The word "PartialEq" may appear in some lines of the data; copy every such line.

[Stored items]
____

//! Build filter criteria and the backend-agnostic filter expression they
//! compile to.
//!
//! A [`FilterExpr`] is a conjunction of [`FilterClause`]s. Each clause is an
//! OR over its value list, so the whole expression reads as
//! `(id IN ..) AND (phid IN ..) AND .. AND (id > cursor)`.

use serde::{Deserialize, Serialize};

use crate::cursor::PageCursor;
use crate::models::build::{BuildStatus, CiBuild};

/// What an explicitly empty value list means for a dimension.
///
/// `None` on a dimension always means "no filter"; this only decides how
/// `Some(vec![])` is treated.
#[derive(Debug, Clone, Copy, Default, PartialEq, Eq, Serialize, Deserialize)]
#[serde(rename_all = "snake_case")]
pub enum EmptyListSemantics {
    /// `Some(vec![])` matches no builds.
    #[default]
    MatchNothing,
    /// `Some(vec![])` is treated like `None`.
    Ignore,
}

#[derive(Debug, Clone, PartialEq, Eq, Serialize, Deserialize)]
pub enum FilterClause {
    IdIn(Vec<i64>),
    PhidIn(Vec<String>),
    StatusIn(Vec<BuildStatus>),
    BuildablePhidIn(Vec<String>),
    BuildPlanPhidIn(Vec<String>),
    /// Cursor continuation: `id > after`.
    IdAfter(i64),
}

impl FilterClause {
    pub fn matches(&self, build: &CiBuild) -> bool {
        match self {
            FilterClause::IdIn(ids) => ids.contains(&build.id),
            FilterClause::PhidIn(phids) => phids.contains(&build.phid),
            FilterClause::StatusIn(statuses) => statuses
                .iter()
                .any(|status| status.as_str() == build.build_status),
            FilterClause::BuildablePhidIn(phids) => phids.contains(&build.buildable_phid),
            // SQL `NULL IN (..)` is never true.
            FilterClause::BuildPlanPhidIn(phids) => build
                .build_plan_phid
                .as_ref()
                .is_some_and(|plan| phids.contains(plan)),
            FilterClause::IdAfter(after) => build.id > *after,
        }
    }

    /// An IN-clause with no values can never match.
    pub fn is_empty_set(&self) -> bool {
        match self {
            FilterClause::IdIn(v) => v.is_empty(),
            FilterClause::PhidIn(v) => v.is_empty(),
            FilterClause::StatusIn(v) => v.is_empty(),
            FilterClause::BuildablePhidIn(v) => v.is_empty(),
            FilterClause::BuildPlanPhidIn(v) => v.is_empty(),
            FilterClause::IdAfter(_) => false,
        }
    }
}

#[derive(Debug, Clone, Default, PartialEq, Eq, Serialize, Deserialize)]
pub struct FilterExpr {
    clauses: Vec<FilterClause>,
}

impl FilterExpr {
    /// The expression that matches every build.
    pub fn all() -> Self {
        Self::default()
    }

    pub fn and(mut self, clause: FilterClause) -> Self {
        self.clauses.push(clause);
        self
    }

    pub fn clauses(&self) -> &[FilterClause] {
        &self.clauses
    }

    pub fn matches(&self, build: &CiBuild) -> bool {
        self.clauses.iter().all(|clause| clause.matches(build))
    }

    /// True when some clause rules out every build, so the backend need not
    /// be consulted.
    pub fn is_unsatisfiable(&self) -> bool {
        self.clauses.iter().any(FilterClause::is_empty_set)
    }
}

/// Optional filter dimensions. Unset dimensions do not constrain the result.
#[derive(Debug, Clone, Default, PartialEq, Eq, Serialize, Deserialize)]
pub struct BuildCriteria {
    pub ids: Option<Vec<i64>>,
    pub phids: Option<Vec<String>>,
    pub build_statuses: Option<Vec<BuildStatus>>,
    pub buildable_phids: Option<Vec<String>>,
    pub build_plan_phids: Option<Vec<String>>,
}

impl BuildCriteria {
    pub fn to_filter(&self, cursor: Option<&PageCursor>, empty: EmptyListSemantics) -> FilterExpr {
        let mut expr = FilterExpr::all();

        if let Some(ids) = dimension(&self.ids, empty) {
            expr = expr.and(FilterClause::IdIn(ids.to_vec()));
        }
        if let Some(phids) = dimension(&self.phids, empty) {
            expr = expr.and(FilterClause::PhidIn(phids.to_vec()));
        }
        if let Some(statuses) = dimension(&self.build_statuses, empty) {
            expr = expr.and(FilterClause::StatusIn(statuses.to_vec()));
        }
        if let Some(phids) = dimension(&self.buildable_phids, empty) {
            expr = expr.and(FilterClause::BuildablePhidIn(phids.to_vec()));
        }
        if let Some(phids) = dimension(&self.build_plan_phids, empty) {
            expr = expr.and(FilterClause::BuildPlanPhidIn(phids.to_vec()));
        }
        if let Some(cursor) = cursor {
            expr = expr.and(FilterClause::IdAfter(cursor.after_id()));
        }

        expr
    }
}

fn dimension<T>(values: &Option<Vec<T>>, empty: EmptyListSemantics) -> Option<&[T]> {
    match values.as_deref() {
        Some([]) if empty == EmptyListSemantics::Ignore => None,
        other => other,
    }
}

#[cfg(test)]
mod tests {
    use super::*;
    use pretty_assertions::assert_eq;
    use proptest::prelude::*;

    fn build(id: i64, status: BuildStatus, buildable: &str, plan: Option<&str>) -> CiBuild {
        CiBuild {
            id,
            phid: format!("PHID-HMBD-{id}"),
            buildable_phid: buildable.to_string(),
            build_plan_phid: plan.map(str::to_string),
            build_status: status.as_str().to_string(),
            build_generation: 1,
            create_date: None,
        }
    }

    #[test]
    fn unset_criteria_only_carry_the_cursor() {
        let criteria = BuildCriteria::default();
        assert_eq!(
            criteria.to_filter(None, EmptyListSemantics::MatchNothing),
            FilterExpr::all()
        );
        assert_eq!(
            criteria
                .to_filter(Some(&PageCursor::after(9)), EmptyListSemantics::MatchNothing)
                .clauses(),
            &[FilterClause::IdAfter(9)]
        );
    }

    #[test]
    fn clauses_follow_dimension_order() {
        let criteria = BuildCriteria {
            ids: Some(vec![1, 2]),
            build_statuses: Some(vec![BuildStatus::Passed]),
            build_plan_phids: Some(vec!["PHID-HMCP-1".into()]),
            ..Default::default()
        };
        let expr = criteria.to_filter(Some(&PageCursor::after(1)), EmptyListSemantics::MatchNothing);
        assert_eq!(
            expr.clauses(),
            &[
                FilterClause::IdIn(vec![1, 2]),
                FilterClause::StatusIn(vec![BuildStatus::Passed]),
                FilterClause::BuildPlanPhidIn(vec!["PHID-HMCP-1".into()]),
                FilterClause::IdAfter(1),
            ]
        );
    }

    #[test]
    fn empty_list_matches_nothing_by_default() {
        let criteria = BuildCriteria {
            buildable_phids: Some(vec![]),
            ..Default::default()
        };
        let expr = criteria.to_filter(None, EmptyListSemantics::default());
        assert!(expr.is_unsatisfiable());
        assert!(!expr.matches(&build(1, BuildStatus::Passed, "PHID-HMBB-1", None)));
    }

    #[test]
    fn empty_list_can_be_ignored() {
        let criteria = BuildCriteria {
            buildable_phids: Some(vec![]),
            ..Default::default()
        };
        let expr = criteria.to_filter(None, EmptyListSemantics::Ignore);
        assert_eq!(expr, FilterExpr::all());
        assert!(expr.matches(&build(1, BuildStatus::Passed, "PHID-HMBB-1", None)));
    }

    #[test]
    fn null_plan_never_matches_plan_filter() {
        let clause = FilterClause::BuildPlanPhidIn(vec!["PHID-HMCP-1".into()]);
        assert!(!clause.matches(&build(1, BuildStatus::Passed, "PHID-HMBB-1", None)));
        assert!(clause.matches(&build(1, BuildStatus::Passed, "PHID-HMBB-1", Some("PHID-HMCP-1"))));
    }

    fn arb_status() -> impl Strategy<Value = BuildStatus> {
        prop::sample::select(BuildStatus::ALL.to_vec())
    }

    proptest! {
        #[test]
        fn filter_is_and_across_dimensions_or_within(
            id in 1i64..40,
            status in arb_status(),
            buildable in 0u8..4,
            ids in prop::option::of(prop::collection::vec(1i64..40, 0..6)),
            statuses in prop::option::of(prop::collection::vec(arb_status(), 0..4)),
            buildables in prop::option::of(prop::collection::vec(0u8..4, 0..3)),
            after in prop::option::of(0i64..40),
        ) {
            let buildable_phid = format!("PHID-HMBB-{buildable}");
            let candidate = build(id, status, &buildable_phid, None);
            let criteria = BuildCriteria {
                ids: ids.clone(),
                build_statuses: statuses.clone(),
                buildable_phids: buildables
                    .as_ref()
                    .map(|v| v.iter().map(|b| format!("PHID-HMBB-{b}")).collect()),
                ..Default::default()
            };
            let cursor = after.map(PageCursor::after);
            let expr = criteria.to_filter(cursor.as_ref(), EmptyListSemantics::MatchNothing);

            let expected = ids.as_ref().map_or(true, |v| v.contains(&id))
                && statuses.as_ref().map_or(true, |v| v.contains(&status))
                && buildables.as_ref().map_or(true, |v| v.contains(&buildable))
                && after.map_or(true, |a| id > a);

            prop_assert_eq!(expr.matches(&candidate), expected);
            if expr.is_unsatisfiable() {
                prop_assert!(!expr.matches(&candidate));
            }
        }
    }
}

____

### SOLUTION TO THE EXERCISE
#[derive(Debug, Clone, Copy, Default, PartialEq, Eq, Serialize, Deserialize)]
#[derive(Debug, Clone, PartialEq, Eq, Serialize, Deserialize)]
#[derive(Debug, Clone, Default, PartialEq, Eq, Serialize, Deserialize)]
#[derive(Debug, Clone, Default, PartialEq, Eq, Serialize, Deserialize)]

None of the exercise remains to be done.